Amazon RDS for PostgreSQL
This connector materializes Flow collections into tables in a PostgreSQL database.
It is available for use in the Flow web application. For local development or open-source workflows, ghcr.io/estuary/materialize-postgres:dev
provides the latest version of the connector as a Docker image. You can also follow the link in your browser to see past image versions.
Prerequisites
To use this connector, you'll need:
- A Postgres database to which to materialize, and user credentials. The connector will create new tables in the database per your specification. Tables created manually in advance are not supported.
- At least one Flow collection
Setup
You must configure your database to allow connections from Estuary. There are two ways to do this: by granting direct access to Flow's IP or by creating an SSH tunnel.
Connect Directly With Amazon RDS or Amazon Aurora
-
Edit the VPC security group associated with your database instance, or create a new VPC security group and associate it with the database instance.
-
Modify the instance, choosing Publicly accessible in the Connectivity settings. See the instructions below to use SSH Tunneling instead of enabling public access.
-
Refer to the steps in the Amazon documentation. Create a new inbound rule and a new outbound rule that allow all traffic from the Estuary Flow IP addresses.
-
Connect With SSH Tunneling
To allow SSH tunneling to a database instance hosted on AWS, you'll need to create a virtual computing environment, or instance, in Amazon EC2.
-
Begin by finding your public SSH key on your local machine. In the
.ssh
subdirectory of your user home directory, look for the PEM file that contains the private SSH key. Check that it starts with-----BEGIN RSA PRIVATE KEY-----
, which indicates it is an RSA-based file.- If no such file exists, generate one using the command:
ssh-keygen -m PEM -t rsa
- If a PEM file exists, but starts with
-----BEGIN OPENSSH PRIVATE KEY-----
, convert it with the command:
ssh-keygen -p -N "" -m pem -f /path/to/key
-
Launch a new instance in EC2. During setup:
- Configure the security group to allow SSH connection from anywhere.

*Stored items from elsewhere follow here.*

use axum::{
    extract::{Json, Path, Query, State},
    http::StatusCode,
    response::{IntoResponse, Response},
    routing::{get, post},
    Router,
};
use serde::Deserialize;
use std::path::PathBuf;
use std::sync::Arc;
use tracing::{error, info};

use super::job_failure;
use crate::audio::probe_duration;
use crate::chapters::{export_chapters, Chapter, ExportFormat, ExportOptions};
use crate::storage::VideoInfo;
use crate::utils::http::{fail, ok, text};
use crate::AppContext;

pub fn videos_router(ctx: Arc<AppContext>) -> Router {
    Router::new()
        .route("/", post(register_video))
        .route("/:video_id/estimate", get(estimate))
        .route("/:video_id/chapters", get(chapters))
        .with_state(ctx)
}

#[derive(Debug, Deserialize)]
pub struct RegisterVideoRequest {
    pub id: String,
    pub source_path: PathBuf,
    /// Seconds; probed with ffprobe when omitted.
    pub duration: Option<f64>,
}

async fn register_video(
    State(ctx): State<Arc<AppContext>>,
    Json(req): Json<RegisterVideoRequest>,
) -> Response {
    if req.id.trim().is_empty() {
        return fail::<()>(StatusCode::BAD_REQUEST, "Video id must not be empty").into_response();
    }
    let duration = match req.duration {
        Some(duration) => duration,
        None => match probe_duration(&req.source_path).await {
            Ok(duration) => duration,
            Err(e) => {
                error!("Failed to probe {:?}: {}", req.source_path, e);
                return fail::<()>(StatusCode::BAD_REQUEST, e).into_response();
            }
        },
    };
    if !duration.is_finite() || duration <= 0.0 {
        return fail::<()>(StatusCode::BAD_REQUEST, "Duration must be a positive number of seconds")
            .into_response();
    }

    let video = VideoInfo {
        id: req.id,
        duration,
        source_path: req.source_path,
    };
    match ctx.videos.register_video(&video).await {
        Ok(()) => {
            info!(video_id = %video.id, duration, "Video registered");
            ok(StatusCode::CREATED, video).into_response()
        }
        Err(e) => {
            error!("Failed to register video: {:#}", e);
            fail::<()>(StatusCode::INTERNAL_SERVER_ERROR, "Internal storage error").into_response()
        }
    }
}

async fn estimate(
    State(ctx): State<Arc<AppContext>>,
    Path(video_id): Path<String>,
) -> impl IntoResponse {
    match ctx.job_manager.estimate(&video_id).await {
        Ok(estimate) => ok(StatusCode::OK, estimate),
        Err(e) => job_failure(e),
    }
}

#[derive(Debug, Default, Deserialize)]
struct ChapterQuery {
    format: Option<String>,
    include_timestamps: Option<bool>,
    include_confidence: Option<bool>,
}

impl ChapterQuery {
    fn options(&self) -> ExportOptions {
        let defaults = ExportOptions::default();
        ExportOptions {
            include_timestamps: self.include_timestamps.unwrap_or(defaults.include_timestamps),
            include_confidence: self.include_confidence.unwrap_or(defaults.include_confidence),
        }
    }
}

/// Stored chapters in the JSON envelope, or exported as a file when
/// `format` is given.
async fn chapters(
    State(ctx): State<Arc<AppContext>>,
    Path(video_id): Path<String>,
    Query(query): Query<ChapterQuery>,
) -> Response {
    let chapters = match ctx.job_manager.get_chapters(&video_id).await {
        Ok(chapters) => chapters,
        Err(e) => return job_failure::<Vec<Chapter>>(e).into_response(),
    };

    let Some(format) = query.format.as_deref() else {
        return ok(StatusCode::OK, chapters).into_response();
    };
    let format: ExportFormat = match format.parse() {
        Ok(format) => format,
        Err(e) => return fail::<()>(StatusCode::BAD_REQUEST, e).into_response(),
    };
    match export_chapters(&chapters, format, query.options()) {
        Ok(body) => text(format.content_type(), body).into_response(),
        Err(e) => {
            error!(video_id = %video_id, "Chapter export failed: {:#}", e);
            fail::<()>(StatusCode::INTERNAL_SERVER_ERROR, e).into_response()
        }
    }
}
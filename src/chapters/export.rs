use std::str::FromStr;

use anyhow::{anyhow, Result};
use serde::{Deserialize, Serialize};

use super::Chapter;
use crate::transcript::format_timestamp;

/// Chapters with no end are exported as one minute long.
const DEFAULT_EXPORT_LENGTH: f64 = 60.0;

#[derive(Debug, Clone, Copy, PartialEq, Eq, Serialize, Deserialize)]
#[serde(rename_all = "lowercase")]
pub enum ExportFormat {
    Json,
    Srt,
    Vtt,
    Csv,
    Txt,
}

impl ExportFormat {
    pub fn content_type(self) -> &'static str {
        match self {
            ExportFormat::Json => "application/json",
            ExportFormat::Srt => "application/x-subrip",
            ExportFormat::Vtt => "text/vtt",
            ExportFormat::Csv => "text/csv",
            ExportFormat::Txt => "text/plain; charset=utf-8",
        }
    }
}

impl FromStr for ExportFormat {
    type Err = anyhow::Error;

    fn from_str(s: &str) -> Result<Self> {
        match s.to_ascii_lowercase().as_str() {
            "json" => Ok(ExportFormat::Json),
            "srt" => Ok(ExportFormat::Srt),
            "vtt" | "webvtt" => Ok(ExportFormat::Vtt),
            "csv" => Ok(ExportFormat::Csv),
            "txt" | "text" => Ok(ExportFormat::Txt),
            other => Err(anyhow!("Unsupported export format: {}", other)),
        }
    }
}

#[derive(Debug, Clone, Copy, Deserialize)]
#[serde(default)]
pub struct ExportOptions {
    pub include_timestamps: bool,
    pub include_confidence: bool,
}

impl Default for ExportOptions {
    fn default() -> Self {
        Self {
            include_timestamps: true,
            include_confidence: true,
        }
    }
}

fn split_time(seconds: f64) -> (u64, u64, u64, u64) {
    let millis_total = (seconds.max(0.0) * 1000.0).round() as u64;
    let millis = millis_total % 1000;
    let total = millis_total / 1000;
    (total / 3600, (total % 3600) / 60, total % 60, millis)
}

/// `HH:MM:SS,mmm`
pub fn format_srt_time(seconds: f64) -> String {
    let (h, m, s, ms) = split_time(seconds);
    format!("{:02}:{:02}:{:02},{:03}", h, m, s, ms)
}

/// `HH:MM:SS.mmm`
pub fn format_vtt_time(seconds: f64) -> String {
    let (h, m, s, ms) = split_time(seconds);
    format!("{:02}:{:02}:{:02}.{:03}", h, m, s, ms)
}

fn end_of(chapter: &Chapter) -> f64 {
    chapter
        .end_time
        .unwrap_or(chapter.start_time + DEFAULT_EXPORT_LENGTH)
}

fn csv_quote(value: &str) -> String {
    format!("\"{}\"", value.replace('"', "\"\""))
}

fn to_srt(chapters: &[Chapter]) -> String {
    let mut out = String::new();
    for (i, chapter) in chapters.iter().enumerate() {
        out.push_str(&format!(
            "{}\n{} --> {}\n{}\n\n",
            i + 1,
            format_srt_time(chapter.start_time),
            format_srt_time(end_of(chapter)),
            chapter.title
        ));
    }
    out
}

fn to_vtt(chapters: &[Chapter]) -> String {
    let mut out = String::from("WEBVTT\n\n");
    for chapter in chapters {
        out.push_str(&format!(
            "{} --> {}\n{}\n\n",
            format_vtt_time(chapter.start_time),
            format_vtt_time(end_of(chapter)),
            chapter.title
        ));
    }
    out
}

fn to_csv(chapters: &[Chapter], options: ExportOptions) -> String {
    let mut headers = vec!["Title", "Start Time", "End Time"];
    if options.include_timestamps {
        headers.extend(["Start Timestamp", "End Timestamp"]);
    }
    if options.include_confidence {
        headers.push("Confidence");
    }

    let mut lines = vec![headers.join(",")];
    for chapter in chapters {
        let mut row = vec![
            csv_quote(&chapter.title),
            chapter.start_time.to_string(),
            chapter.end_time.map(|e| e.to_string()).unwrap_or_default(),
        ];
        if options.include_timestamps {
            row.push(csv_quote(&format_timestamp(chapter.start_time)));
            row.push(csv_quote(
                &chapter.end_time.map(format_timestamp).unwrap_or_default(),
            ));
        }
        if options.include_confidence {
            row.push(chapter.confidence.map(|c| format!("{:.2}", c)).unwrap_or_default());
        }
        lines.push(row.join(","));
    }
    lines.join("\n")
}

fn to_txt(chapters: &[Chapter], options: ExportOptions) -> String {
    chapters
        .iter()
        .map(|chapter| {
            let mut line = format!("{} - {}", format_timestamp(chapter.start_time), chapter.title);
            if options.include_confidence {
                if let Some(confidence) = chapter.confidence.filter(|c| *c > 0.0) {
                    line.push_str(&format!(" (Confidence: {:.2})", confidence));
                }
            }
            line
        })
        .collect::<Vec<_>>()
        .join("\n")
}

/// Renders chapters in the requested format.
pub fn export_chapters(chapters: &[Chapter], format: ExportFormat, options: ExportOptions) -> Result<String> {
    Ok(match format {
        ExportFormat::Json => serde_json::to_string_pretty(chapters)?,
        ExportFormat::Srt => to_srt(chapters),
        ExportFormat::Vtt => to_vtt(chapters),
        ExportFormat::Csv => to_csv(chapters, options),
        ExportFormat::Txt => to_txt(chapters, options),
    })
}
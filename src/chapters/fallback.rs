use super::ChapterCandidate;

/// Deterministic chapters used when generation yields nothing usable:
/// `min(max_chapters, max(1, ceil(duration / min_length)))` evenly spaced
/// starts titled "Chapter N", each with zero confidence.
pub fn fallback_candidates(duration: f64, min_length: f64, max_chapters: usize) -> Vec<ChapterCandidate> {
    let duration = if duration.is_finite() { duration.max(0.0) } else { 0.0 };
    let by_length = if min_length > 0.0 {
        (duration / min_length).ceil() as usize
    } else {
        1
    };
    let count = by_length.max(1).min(max_chapters.max(1));
    let spacing = duration / count as f64;

    (0..count)
        .map(|i| ChapterCandidate::new(i as f64 * spacing, format!("Chapter {}", i + 1), 0.0))
        .collect()
}

#[cfg(test)]
mod tests {
    use super::*;

    #[test]
    fn test_capped_by_max_chapters() {
        let chapters = fallback_candidates(600.0, 30.0, 5);
        let starts: Vec<f64> = chapters.iter().map(|c| c.start_time).collect();
        assert_eq!(starts, vec![0.0, 120.0, 240.0, 360.0, 480.0]);
        assert_eq!(chapters[4].title, "Chapter 5");
        assert!(chapters.iter().all(|c| c.confidence == 0.0));
    }

    #[test]
    fn test_count_follows_min_length() {
        let chapters = fallback_candidates(100.0, 30.0, 15);
        assert_eq!(chapters.len(), 4);
        assert_eq!(chapters[1].start_time, 25.0);
    }

    #[test]
    fn test_short_video_gets_one_chapter() {
        let chapters = fallback_candidates(10.0, 30.0, 15);
        assert_eq!(chapters, vec![ChapterCandidate::new(0.0, "Chapter 1", 0.0)]);
        assert_eq!(fallback_candidates(0.0, 30.0, 15).len(), 1);
    }

    #[test]
    fn test_is_deterministic() {
        assert_eq!(fallback_candidates(3600.0, 45.0, 12), fallback_candidates(3600.0, 45.0, 12));
    }
}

- When selecting a key pair, choose the key you just imported.
-
Connect to the instance, setting the user name to
ec2-user
. -
Find and note the instance's public DNS. This will be formatted like:
ec2-198-21-98-1.compute-1.amazonaws.com
.
To configure the connector, you must specify the database address in the format host:port
. (You can also supply host
only; the connector will use the port 5432
by default, which is correct in many cases.)
You can find the host and port in the following locations in each platform's console:
- Amazon RDS: host as Endpoint; port as Port.
Configuration
To use this connector, begin with data in one or more Flow collections. Use the below properties to configure a Postgres materialization, which will direct one or more of your Flow collections to your desired tables, or views, in the database.
Properties
Endpoint
Property | Title | Description | Type | Required/Default |
---|---|---|---|---|
/database | Database | Name of the logical database to materialize to. | string | |
/address | Address | Host and port of the database. If only the host is specified, port will default to 5432 . | string | Required |
/password | Password | Password for the specified database user. | string | Required |
/schema | Database Schema | Database schema to use for materialized tables (unless overridden within the binding resource configuration) as well as associated materialization metadata tables | string | "public" |
/user | User | Database user to connect as. | string | Required |
/advanced | Advanced Options | Options for advanced users. You should not typically need to modify these. | object | |
/advanced/sslmode | SSL Mode | Overrides SSL connection behavior by setting the 'sslmode' parameter. | string |
Bindings
Property | Title | Description | Type | Required/Default |
---|---|---|---|---|
/additional_table_create_sql | Additional Table Create SQL | Additional SQL statement(s) to be run in the same transaction that creates the table. | string | |
/delta_updates | Delta Update | Should updates to this table be done via delta updates. | boolean | false |
/schema | Alternative Schema | Alternative schema for this table (optional). Overrides schema set in endpoint configuration. | string | |
/table | Table | Table name to materialize to. It will be created by the connector, unless the connector has previously created it. | string | Required |
SSL Mode
Certain managed PostgreSQL implementations may require you to explicitly set the SSL Mode to connect with Flow. One example is Neon, which requires the setting verify-full
. Check your managed PostgreSQL's documentation for details if you encounter errors related to the SSL mode configuration.
Sample
materializations:
${PREFIX}/${mat_name}:
endpoint:
connector:
image: ghcr.io/estuary/materialize-postgres:dev
config:
database: flow
address: localhost:5432
password: flow
user: flow
bindings:
- resource:
table: ${TABLE_NAME}
source: ${PREFIX}/${COLLECTION_NAME}
Delta updates
This connector supports both standard (merge) and delta updates. The default is to use standard updates.
Reserved words
PostgreSQL has a list of reserved words that must be quoted in order to be used as an identifier. Flow considers all the reserved words that are marked as "reserved" in any of the columns in the official PostgreSQL documentation.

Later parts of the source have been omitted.